- $ 200 m-$ 500 m impact expected as result of coronavirus outbreak
- High-level meeting between industry stakeholders today to discuss response plan
- Sector mulls seeking Govt. support, impact could be felt past May
- Companies concerned about fallout from supply chain disruptions
- Factories likely to close for longer period in April as supplies dry up
By Shailendree Wickrama Adittiya
Major stakeholders of the apparel industry will meet today for a crucial discussion to find ways to counter the double impact of the coronavirus outbreak, as the sector struggles with both disrupted supply chains and slower demand in key export markets with initial estimates indicating the impact could reach as much as $ 500 million.
Early stages of data collection indicate an impact of $ 200 million to $ 500 million on the apparel industry as a result of the coronavirus outbreak due to the unavailability of raw materials, although the apparel exports industry is yet to identify the impact of the drop in orders, especially from European markets.
Representatives from the industry are expected to meet later today to discuss how extensive the impact of the coronavirus outbreak on the industry is and if the industry will have to make any requests from the Government for special assistance or support. The industry is expected to present its proposals to the relevant authorities after the meeting.
The original impact of the coronavirus outbreak was on the supply of raw materials, Sri Lanka Apparel Exporters Association Chairman Rehan Lakhany told the Daily FT, explaining that Sri Lanka depends on China for raw materials.
“There have been some major delays in shipments for supplies from China and the impact has been different from factory to factory and customer to customer,” he said. This has also resulted in a backlog, which is further impeding the local apparel industry.
The impact may be felt until mid-May or even beyond May and there is a lot of uncertainty within the industry regarding the impact of the coronavirus outbreak.
“Some Chinese suppliers have said they started production and the factories have opened but we hear that they are not operating with a full labour force,” Lakhany said, adding, “Due to that, we expect that production won’t be at the usual level.”
While alternative sources for raw materials seem like a solution, Lakhany said that there were certain limitations to this.
“It takes a long time to develop those sources and technology,” he said, adding that alternative sources for certain raw materials cannot be found outside China.
“All garment manufacturing countries like Vietnam and Cambodia are looking at alternative sources and they are all going to these limited sources. There is a limited capacity,” he said, adding that there was going to be a shortfall given the sudden increase of demand from sources with a low supply.
Thus, raw materials from alternative sources will come at a cost and Lakhany said: “When it comes to things like polyester fabric, you find weavers in Turkey and South Korea, all at a higher price but some of them still rely on Chinese yarn. So it won’t be easy.”
Due to the unavailability of raw materials to continue production, some local factories are planning to shut down operations for two to three weeks.

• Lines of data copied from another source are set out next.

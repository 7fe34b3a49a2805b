//! Intensity → colour mapping and colour post-processing.
//!
//! Tone curve: `f(x) = factor · (x − 128) + 128 + brightness` on the 0–255
//! scale, clamped, where
//! `factor = 259 · (contrast + 255) / (255 · (259 − contrast))`.
//! At −255 the curve is flat, at 0 it is the identity, below −255 it inverts,
//! and it diverges as contrast approaches 259. Contrast above 255 is rejected.
use crate::colour::Colour;
use crate::error::{NoiseError, Result};

/// Largest accepted contrast.
pub const CONTRAST_LIMIT: f32 = 255.0;

/// Map a normalized intensity to a greyscale colour, rounding and clamping to 0–255.
#[inline]
pub fn to_colour(v: f32) -> Colour {
    let byte = (v * 255.0).round().clamp(0.0, 255.0) as u8;
    Colour::grey(byte)
}

/// A validated contrast/brightness curve.
#[derive(Debug, Clone, Copy, PartialEq)]
pub struct ToneCurve {
    factor: f32,
    brightness: f32,
}

impl ToneCurve {
    pub fn new(contrast: f32, brightness: f32) -> Result<Self> {
        if !contrast.is_finite() || contrast > CONTRAST_LIMIT {
            return Err(NoiseError::InvalidContrast(contrast));
        }
        if !brightness.is_finite() {
            return Err(NoiseError::InvalidBrightness(brightness));
        }
        let c = contrast as f64;
        let factor = ((259.0 * (c + 255.0)) / (255.0 * (259.0 - c))) as f32;
        Ok(Self { factor, brightness })
    }

    pub fn factor(&self) -> f32 {
        self.factor
    }

    /// Apply the curve to a normalized intensity; the result is in `[0, 1]`.
    #[inline]
    pub fn apply(&self, v: f32) -> f32 {
        let x = v * 255.0;
        let y = (self.factor * (x - 128.0) + 128.0 + self.brightness).clamp(0.0, 255.0);
        y / 255.0
    }
}

/// One-shot form of [`ToneCurve::apply`].
pub fn adjust_contrast_brightness(v: f32, contrast: f32, brightness: f32) -> Result<f32> {
    Ok(ToneCurve::new(contrast, brightness)?.apply(v))
}

/// XOR the packed 24-bit forms of `c` and `mask`. Applying the same mask twice
/// restores `c`.
#[inline]
pub fn xor_filter(c: Colour, mask: Colour) -> Colour {
    Colour::from_packed(c.to_packed() ^ mask.to_packed())
}
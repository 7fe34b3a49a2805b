use serde::{Deserialize, Serialize};

use crate::error::{NoiseError, Result};

/// A fixed-size 2D grid stored row-major.
/// `row` runs over `0..height`, `col` over `0..width`.
#[derive(Debug, Clone, PartialEq, Serialize, Deserialize)]
#[serde(try_from = "RawGrid<T>")]
pub struct Grid<T> {
    data: Vec<T>,
    width: usize,
    height: usize,
}

/// Unchecked wire form; every deserialized grid passes through [`Grid::from_vec`].
#[derive(Deserialize)]
struct RawGrid<T> {
    data: Vec<T>,
    width: usize,
    height: usize,
}

impl<T> TryFrom<RawGrid<T>> for Grid<T> {
    type Error = NoiseError;

    fn try_from(raw: RawGrid<T>) -> Result<Self> {
        Grid::from_vec(raw.width, raw.height, raw.data)
    }
}

impl<T: Clone> Grid<T> {
    /// Create a new grid filled with the given value.
    pub fn new(width: usize, height: usize, fill: T) -> Result<Self> {
        check_dimensions(width, height)?;
        Ok(Self { data: vec![fill; width * height], width, height })
    }
}

impl<T> Grid<T> {
    /// Build a grid by evaluating `f(row, col)` for every cell in row-major order.
    pub fn from_fn(width: usize, height: usize, mut f: impl FnMut(usize, usize) -> T) -> Result<Self> {
        check_dimensions(width, height)?;
        let mut data = Vec::with_capacity(width * height);
        for row in 0..height {
            for col in 0..width {
                data.push(f(row, col));
            }
        }
        Ok(Self { data, width, height })
    }

    /// Wrap an existing row-major buffer. `data.len()` must equal `width * height`.
    pub fn from_vec(width: usize, height: usize, data: Vec<T>) -> Result<Self> {
        check_dimensions(width, height)?;
        if width.checked_mul(height) != Some(data.len()) {
            return Err(NoiseError::DataLength { len: data.len(), width, height });
        }
        Ok(Self { data, width, height })
    }

    #[inline]
    pub fn width(&self) -> usize {
        self.width
    }

    #[inline]
    pub fn height(&self) -> usize {
        self.height
    }

    #[inline]
    pub(crate) fn len(&self) -> usize {
        self.data.len()
    }

    #[inline]
    pub fn get(&self, row: usize, col: usize) -> &T {
        &self.data[row * self.width + col]
    }

    pub fn iter(&self) -> std::slice::Iter<'_, T> {
        self.data.iter()
    }

    pub(crate) fn iter_mut(&mut self) -> std::slice::IterMut<'_, T> {
        self.data.iter_mut()
    }

    /// Iterate rows top to bottom; every row has exactly `width` cells.
    pub fn rows(&self) -> std::slice::Chunks<'_, T> {
        self.data.chunks(self.width)
    }

    /// Produce a new grid of the same shape by mapping every cell.
    pub fn map<U>(&self, f: impl FnMut(&T) -> U) -> Grid<U> {
        Grid { data: self.data.iter().map(f).collect(), width: self.width, height: self.height }
    }
}

impl Grid<f32> {
    pub fn min_value(&self) -> f32 {
        self.data.iter().cloned().fold(f32::INFINITY, f32::min)
    }

    pub fn max_value(&self) -> f32 {
        self.data.iter().cloned().fold(f32::NEG_INFINITY, f32::max)
    }
}

fn check_dimensions(width: usize, height: usize) -> Result<()> {
    if width == 0 || height == 0 {
        return Err(NoiseError::InvalidDimension { width, height });
    }
    Ok(())
}

#[cfg(test)]
mod tests {
    use super::*;

    #[test]
    fn from_fn_is_row_major() {
        let g = Grid::from_fn(3, 2, |r, c| r * 10 + c).unwrap();
        assert_eq!(g.iter().copied().collect::<Vec<_>>(), vec![0, 1, 2, 10, 11, 12]);
        assert_eq!(*g.get(1, 2), 12);
    }

    #[test]
    fn rows_have_uniform_width() {
        let g = Grid::new(5, 3, 0u8).unwrap();
        assert_eq!(g.rows().count(), 3);
        assert!(g.rows().all(|row| row.len() == 5));
    }

    #[test]
    fn zero_dimension_is_rejected() {
        assert_eq!(
            Grid::new(0, 4, 0.0f32),
            Err(NoiseError::InvalidDimension { width: 0, height: 4 })
        );
        assert!(Grid::from_fn(4, 0, |_, _| 0.0f32).is_err());
    }

    #[test]
    fn from_vec_checks_length() {
        assert_eq!(
            Grid::from_vec(2, 2, vec![1, 2, 3]),
            Err(NoiseError::DataLength { len: 3, width: 2, height: 2 })
        );
        assert!(Grid::from_vec(2, 2, vec![1, 2, 3, 4]).is_ok());
    }

    #[test]
    fn min_and_max_values() {
        let g = Grid::from_fn(4, 4, |r, c| if (r, c) == (3, 1) { 0.25f32 } else { 0.0 }).unwrap();
        assert_eq!(*g.get(3, 1), 0.25);
        assert_eq!(g.max_value(), 0.25);
        assert_eq!(g.min_value(), 0.0);
    }

    #[test]
    fn deserialize_accepts_consistent_shape() {
        let g: Grid<f32> =
            serde_json::from_str(r#"{ "data": [0.0, 0.5, 1.0, 0.25], "width": 2, "height": 2 }"#).unwrap();
        assert_eq!(*g.get(1, 0), 1.0);
        assert_eq!(g.rows().count(), 2);
        let back: Grid<f32> = serde_json::from_str(&serde_json::to_string(&g).unwrap()).unwrap();
        assert_eq!(back, g);
    }

    #[test]
    fn deserialize_rejects_zero_dimensions() {
        let err = serde_json::from_str::<Grid<f32>>(r#"{ "data": [], "width": 0, "height": 0 }"#).unwrap_err();
        assert!(err.to_string().contains("at least 1×1"), "unexpected error: {err}");
    }

    #[test]
    fn deserialize_rejects_mismatched_length() {
        let err = serde_json::from_str::<Grid<f32>>(r#"{ "data": [0.1, 0.2, 0.3], "width": 2, "height": 2 }"#)
            .unwrap_err();
        assert!(err.to_string().contains("holds 3 cells, expected 2×2"), "unexpected error: {err}");
    }

    #[test]
    fn deserialize_rejects_overflowing_shape() {
        let json = format!(r#"{{ "data": [0.5], "width": {}, "height": 2 }}"#, usize::MAX);
        assert!(serde_json::from_str::<Grid<f32>>(&json).is_err());
    }
}
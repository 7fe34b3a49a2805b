//! Line-oriented command loop over the colour grid.

use std::io::{BufRead, Write};
use std::path::{Path, PathBuf};

use anyhow::{bail, Context, Result};
use cloudnoise_core::{ColourGrid, Command};
use log::warn;

use crate::export::save_png;

pub const HELP: &str = "Available commands
  adjust [contrast] [brightness]   contrast at most 255; prompts for missing values
  filter                           XOR every pixel with (127, 127, 254)
  save [path]                      write the grid as a PNG
  help                             show this message
  quit                             leave";

/// One parsed line of user input.
#[derive(Debug, Clone, PartialEq)]
pub enum Input {
    Command(Command),
    /// `adjust` with one or both values still to be prompted for.
    PartialAdjust { contrast: Option<f32> },
    SaveAs(PathBuf),
    Quit,
    Empty,
    Unknown(String),
}

/// Parse a single line. Keywords are case-insensitive.
pub fn parse_line(line: &str) -> Result<Input> {
    let mut words = line.split_whitespace();
    let Some(keyword) = words.next() else {
        return Ok(Input::Empty);
    };
    let args: Vec<&str> = words.collect();

    let input = match keyword.to_lowercase().as_str() {
        "adjust" => match args.as_slice() {
            [] => Input::PartialAdjust { contrast: None },
            [c] => Input::PartialAdjust { contrast: Some(parse_number(c, "contrast")?) },
            [c, b] => Input::Command(Command::Adjust {
                contrast: parse_number(c, "contrast")?,
                brightness: parse_number(b, "brightness")?,
            }),
            _ => bail!("adjust takes at most two values"),
        },
        "filter" => Input::Command(Command::filter()),
        "save" => match args.as_slice() {
            [] => Input::Command(Command::Save),
            [path] => Input::SaveAs(PathBuf::from(path)),
            _ => bail!("save takes at most one path"),
        },
        "help" => Input::Command(Command::Help),
        "quit" | "exit" => Input::Quit,
        other => Input::Unknown(other.to_string()),
    };
    Ok(input)
}

fn parse_number(word: &str, what: &str) -> Result<f32> {
    word.parse::<f32>()
        .with_context(|| format!("{what} modifier '{word}' is not a number"))
}

/// Drives the command loop until `quit` or end of input.
pub struct Session<'a, R, W> {
    grid: &'a mut ColourGrid,
    input: R,
    out: W,
    default_output: PathBuf,
}

impl<'a, R: BufRead, W: Write> Session<'a, R, W> {
    pub fn new(grid: &'a mut ColourGrid, input: R, out: W, default_output: impl Into<PathBuf>) -> Self {
        Self { grid, input, out, default_output: default_output.into() }
    }

    pub fn run(&mut self) -> Result<()> {
        loop {
            let Some(line) = self.prompt("Enter command (or 'help'): ")? else {
                return Ok(());
            };
            let outcome = parse_line(&line).and_then(|input| self.handle(input));
            match outcome {
                Ok(true) => {}
                Ok(false) => return Ok(()),
                Err(e) => {
                    warn!("command failed: {e:#}");
                    writeln!(self.out, "Error: {e:#}")?;
                }
            }
        }
    }

    /// Returns `false` when the loop should stop.
    fn handle(&mut self, input: Input) -> Result<bool> {
        match input {
            Input::Command(command) => self.execute(command)?,
            Input::PartialAdjust { contrast } => {
                let contrast = match contrast {
                    Some(c) => c,
                    None => self.prompt_number("Contrast modifier: ", "contrast")?,
                };
                let brightness = self.prompt_number("Brightness modifier: ", "brightness")?;
                self.execute(Command::Adjust { contrast, brightness })?;
            }
            Input::SaveAs(path) => self.save(&path)?,
            Input::Quit => return Ok(false),
            Input::Empty => {}
            Input::Unknown(word) => writeln!(self.out, "Unknown command '{word}'. Type 'help'.")?,
        }
        Ok(true)
    }

    fn execute(&mut self, command: Command) -> Result<()> {
        self.grid.apply(command)?;
        if command.mutates() {
            writeln!(self.out, "Done.")?;
            return Ok(());
        }
        match command {
            Command::Save => {
                let path = self.default_output.clone();
                self.save(&path)?;
            }
            Command::Help => writeln!(self.out, "{HELP}")?,
            Command::Adjust { .. } | Command::Filter { .. } => {}
        }
        Ok(())
    }

    fn save(&mut self, path: &Path) -> Result<()> {
        save_png(&*self.grid, path)?;
        writeln!(self.out, "Saved {}", path.display())?;
        Ok(())
    }

    /// Print `text` and read one line; `None` at end of input.
    fn prompt(&mut self, text: &str) -> Result<Option<String>> {
        write!(self.out, "{text}")?;
        self.out.flush()?;
        let mut line = String::new();
        if self.input.read_line(&mut line).context("reading command input")? == 0 {
            return Ok(None);
        }
        Ok(Some(line.trim().to_string()))
    }

    fn prompt_number(&mut self, text: &str, what: &str) -> Result<f32> {
        match self.prompt(text)? {
            Some(line) => parse_number(&line, what),
            None => bail!("input ended while waiting for the {what} modifier"),
        }
    }
}

#[cfg(test)]
mod tests {
    use super::*;
    use cloudnoise_core::{CloudGenerator, Colour, NoiseConfig};
    use std::io::Cursor;

    fn grid() -> ColourGrid {
        CloudGenerator::new()
            .generate(&NoiseConfig::new(8, 8, 3).with_seed(5))
            .unwrap()
            .colours
    }

    fn run(grid: &mut ColourGrid, script: &str) -> String {
        let mut out = Vec::new();
        Session::new(grid, Cursor::new(script.to_string()), &mut out, std::env::temp_dir().join("cloudnoise-unused.png"))
            .run()
            .unwrap();
        String::from_utf8(out).unwrap()
    }

    #[test]
    fn parses_keywords_case_insensitively() {
        assert_eq!(parse_line("FILTER").unwrap(), Input::Command(Command::filter()));
        assert_eq!(parse_line("Help").unwrap(), Input::Command(Command::Help));
        assert_eq!(parse_line("save").unwrap(), Input::Command(Command::Save));
        assert_eq!(parse_line("exit").unwrap(), Input::Quit);
        assert_eq!(parse_line("   ").unwrap(), Input::Empty);
        assert_eq!(parse_line("terrain").unwrap(), Input::Unknown("terrain".into()));
    }

    #[test]
    fn parses_adjust_forms() {
        assert_eq!(
            parse_line("adjust 40 -12.5").unwrap(),
            Input::Command(Command::Adjust { contrast: 40.0, brightness: -12.5 })
        );
        assert_eq!(parse_line("adjust").unwrap(), Input::PartialAdjust { contrast: None });
        assert_eq!(parse_line("adjust 3").unwrap(), Input::PartialAdjust { contrast: Some(3.0) });
        assert!(parse_line("adjust x 1").is_err());
        assert!(parse_line("adjust 1 2 3").is_err());
    }

    #[test]
    fn parses_save_path() {
        assert_eq!(parse_line("save out.png").unwrap(), Input::SaveAs(PathBuf::from("out.png")));
    }

    #[test]
    fn filter_twice_round_trips_through_session() {
        let original = grid();
        let mut g = original.clone();
        run(&mut g, "filter\nfilter\nquit\n");
        assert_eq!(g, original);
    }

    #[test]
    fn adjust_prompts_for_missing_values() {
        let mut g = grid();
        let out = run(&mut g, "adjust\n0\n255\n");
        assert!(out.contains("Contrast modifier: "));
        assert!(out.contains("Brightness modifier: "));
        assert!(g.rows().flatten().all(|&c| c == Colour::WHITE));
    }

    #[test]
    fn failed_command_reports_and_continues() {
        let original = grid();
        let mut g = original.clone();
        let out = run(&mut g, "adjust 258.9 0\nbogus\nhelp\n");
        assert!(out.contains("Error: contrast 258.9 exceeds 255"));
        assert!(out.contains("Unknown command 'bogus'"));
        assert!(out.contains("Available commands"));
        assert_eq!(g, original);
    }

    #[test]
    fn save_with_path_writes_png() {
        let path = std::env::temp_dir().join(format!("cloudnoise-repl-{}.png", std::process::id()));
        let mut g = grid();
        let out = run(&mut g, &format!("save {}\n", path.display()));
        assert!(out.contains("Saved"));
        assert!(path.exists());
        std::fs::remove_file(&path).unwrap();
    }
}
use std::f32::consts::PI;

/// Cosine-eased interpolation from `a` (at `blend = 0`) to `b` (at `blend = 1`).
///
/// The ease has zero slope at both ends, which is what keeps octave anchors
/// from showing up as creases. Blends outside `[0, 1]` are evaluated by the same
/// formula, not clamped.
#[inline]
pub fn interpolate(a: f32, b: f32, blend: f32) -> f32 {
    let f = (1.0 - (blend * PI).cos()) * 0.5;
    a * (1.0 - f) + b * f
}
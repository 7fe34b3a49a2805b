use thiserror::Error;

/// Precondition failures raised at the entry of every public operation.
#[derive(Debug, Error, Clone, PartialEq)]
pub enum NoiseError {
    #[error("grid dimensions must be at least 1×1, got {width}×{height}")]
    InvalidDimension { width: usize, height: usize },

    #[error("grid data holds {len} cells, expected {width}×{height}")]
    DataLength { len: usize, width: usize, height: usize },

    #[error("octave count {0} is out of range")]
    InvalidOctaveCount(u32),

    #[error("contrast {0} exceeds 255")]
    InvalidContrast(f32),

    #[error("brightness {0} is not a finite number")]
    InvalidBrightness(f32),

    #[error("invalid configuration: {0}")]
    Config(String),
}

pub type Result<T> = std::result::Result<T, NoiseError>;
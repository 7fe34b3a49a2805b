//! White-noise seeding.
//!
//! A [`RandomSource`] is seeded once and then threaded through generation, so a
//! run is reproducible from the seed it logs.
use std::time::{SystemTime, UNIX_EPOCH};

use log::{debug, info};
use rand::rngs::StdRng;
use rand::{Rng, SeedableRng};

use crate::error::{NoiseError, Result};
use crate::grid::Grid;

/// Seeded PRNG used for every white-noise draw in a run.
pub struct RandomSource {
    seed: u64,
    rng: StdRng,
}

impl RandomSource {
    pub fn from_seed(seed: u64) -> Self {
        Self { seed, rng: StdRng::seed_from_u64(seed) }
    }

    /// Seed from the wall clock (nanoseconds since the Unix epoch).
    pub fn from_time() -> Self {
        let seed = SystemTime::now()
            .duration_since(UNIX_EPOCH)
            .map(|d| d.as_nanos() as u64)
            .unwrap_or(0);
        info!("seeding random source from clock: {seed}");
        Self::from_seed(seed)
    }

    /// The seed this source was created with.
    pub fn seed(&self) -> u64 {
        self.seed
    }

    /// Next sample, uniform in `[0, 1)`.
    #[inline]
    pub fn next_unit(&mut self) -> f32 {
        self.rng.gen::<f32>()
    }
}

/// Generate a `width × height` grid of independent uniform samples in `[0, 1)`.
pub fn generate(width: usize, height: usize, source: &mut RandomSource) -> Result<Grid<f32>> {
    if width == 0 || height == 0 {
        return Err(NoiseError::InvalidDimension { width, height });
    }
    debug!("white noise {width}×{height} (seed {})", source.seed());
    Grid::from_fn(width, height, |_, _| source.next_unit())
}
//! Octave-blended value noise.
//!
//! White noise is smoothed once per octave by bilinear (cosine-eased)
//! interpolation between anchors `2^k` cells apart, then the layers are summed
//! with amplitude halving per octave and normalized back into `[0, 1]`.
pub mod interpolate;
pub mod octave;
pub mod smooth;

pub use interpolate::interpolate;
pub use octave::{blend, PERSISTENCE};
pub use smooth::smooth;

In addition to this, the Sinhala and Tamil New Year holidays in April pose an added challenge to the industry.
According to Lakhany, factories usually close for 10 days for the Sinhala and Tamil New Year.
“Some of the factories are saying they will not be able to open their factories even after 10 days because they won’t have raw material so they have to prolong their holidays,” he said.
This will be a huge loss to the factories as labour is one of the biggest costs of production in the garment manufacturing industry.
“When you take our export value, 60% is raw material and 25% is our labour component. Labour is a huge cost in this industry and having to close the factories with pay will have a huge impact on these factories for the New Year and beyond,” he explained.
Despite factories possibly having to close, even for two to three weeks, salaries will have to be paid. In addition to this, the impact of the coronavirus outbreak depends on the factory and Lakhany said some factories may even close earlier depending on the impact.
The coronavirus outbreak has also impacted the number of orders Sri Lanka is receiving, although Lakhany said the impact of this has not started materialising just yet. However, the industry is expecting a drop in orders.
“Italy is the third-largest country we export to in Europe and it has been hit by the coronavirus quite badly,” he explained.
However, the industry was uncertain of how big a drop in sales they would be faced with.
“Our estimates are that there will be an impact of a 30% drop in orders from this region. We don’t know exactly what the impact will be,” Lakhany said.
The $ 5 billion industry counts on the US and UK as its two largest export markets.